Dear Heavenly Father, Blessed is the Lord who is King over all the
universe. Thank you for every benefit You provide to each of us. We seek to
never forget Your many benefits to us, and we want to bless you every day of
this Advent season. In Jesus’ loving name, Amen
First Congregational Church , Newton campus
Third Sunday of Advent
The Savior Unknown and Unwelcomed
“He was in the world, and though the world was made through him, the world
did not recognize him. He came to those who were his own, but his own did not
receive him. Yet to all who received him, to those who believed in his name, he
gave the right to become children of God. ” John 1:10-12
The birth story of Jesus gets read from the Gospel of Luke on Christmas Eve or
Christmas morning. Saint Luke tells us there was no room for Joseph and Mary in
the inn, so Mary laid the baby in a swaddling cloth and placed him in a manger.

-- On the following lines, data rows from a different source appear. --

//! Connect Retry Backoff
//!
//! Delay between failed connect attempts. `attempt` is the number of
//! attempts that have already failed (starting at 1).

use rand::Rng;
use serde::{Deserialize, Serialize};
use std::sync::Arc;
use std::time::Duration;

/// Delay policy between connect attempts
pub trait BackoffPolicy: Send + Sync {
    fn delay(&self, attempt: u32) -> Duration;
}

/// Same delay after every failure
#[derive(Debug, Clone, Copy, PartialEq, Eq)]
pub struct FixedBackoff {
    pub delay: Duration,
}

impl FixedBackoff {
    pub fn new(delay: Duration) -> Self {
        Self { delay }
    }
}

impl BackoffPolicy for FixedBackoff {
    fn delay(&self, _attempt: u32) -> Duration {
        self.delay
    }
}

/// `initial * multiplier^(attempt-1)` capped at `max`, with optional full jitter
#[derive(Debug, Clone, Copy, PartialEq)]
pub struct ExponentialBackoff {
    pub initial: Duration,
    pub max: Duration,
    pub multiplier: f64,
    pub jitter: bool,
}

impl ExponentialBackoff {
    pub fn new(initial: Duration, max: Duration) -> Self {
        Self {
            initial,
            max,
            multiplier: 2.0,
            jitter: true,
        }
    }

    pub fn with_multiplier(mut self, multiplier: f64) -> Self {
        self.multiplier = multiplier;
        self
    }

    pub fn with_jitter(mut self, jitter: bool) -> Self {
        self.jitter = jitter;
        self
    }

    fn ceiling(&self, attempt: u32) -> Duration {
        let exponent = attempt.saturating_sub(1).min(63) as i32;
        let scaled = self.initial.as_nanos() as f64 * self.multiplier.max(1.0).powi(exponent);
        if !scaled.is_finite() || scaled >= self.max.as_nanos() as f64 {
            self.max
        } else {
            Duration::from_nanos(scaled as u64)
        }
    }
}

impl BackoffPolicy for ExponentialBackoff {
    fn delay(&self, attempt: u32) -> Duration {
        let ceiling = self.ceiling(attempt);
        if !self.jitter || ceiling.is_zero() {
            return ceiling;
        }
        let millis = ceiling.as_millis().min(u64::MAX as u128) as u64;
        Duration::from_millis(rand::thread_rng().gen_range(0..=millis))
    }
}

/// Serializable backoff selection for `RemoteConfig`
#[derive(Debug, Clone, PartialEq, Serialize, Deserialize)]
#[serde(tag = "kind", rename_all = "snake_case")]
pub enum RetryBackoff {
    Fixed {
        delay_ms: u64,
    },
    Exponential {
        initial_ms: u64,
        max_ms: u64,
        #[serde(default = "default_multiplier")]
        multiplier: f64,
        #[serde(default = "default_jitter")]
        jitter: bool,
    },
}

fn default_multiplier() -> f64 {
    2.0
}

fn default_jitter() -> bool {
    true
}

impl Default for RetryBackoff {
    fn default() -> Self {
        RetryBackoff::Fixed { delay_ms: 2000 }
    }
}

impl RetryBackoff {
    pub fn build(&self) -> Arc<dyn BackoffPolicy> {
        match *self {
            RetryBackoff::Fixed { delay_ms } => Arc::new(FixedBackoff::new(Duration::from_millis(delay_ms))),
            RetryBackoff::Exponential {
                initial_ms,
                max_ms,
                multiplier,
                jitter,
            } => Arc::new(
                ExponentialBackoff::new(Duration::from_millis(initial_ms), Duration::from_millis(max_ms))
                    .with_multiplier(multiplier)
                    .with_jitter(jitter),
            ),
        }
    }
}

Saint Luke reveals the irony that the inn had no room for the Savior of the world.
And we may even muse that we would not allow such a thing to happen if we
were the innkeeper.
Saint John expands on the account by Saint Luke by describing in greater detail
the reality of Jesus’ reception: The Creator of the world, was unknown and
unwelcomed by his own family, the Jews, and by the whole world. This is our
indictment as well. It wasn’t just the innkeeper, or the Jews in Jesus’ day, but the
whole world that did not recognize or receive him.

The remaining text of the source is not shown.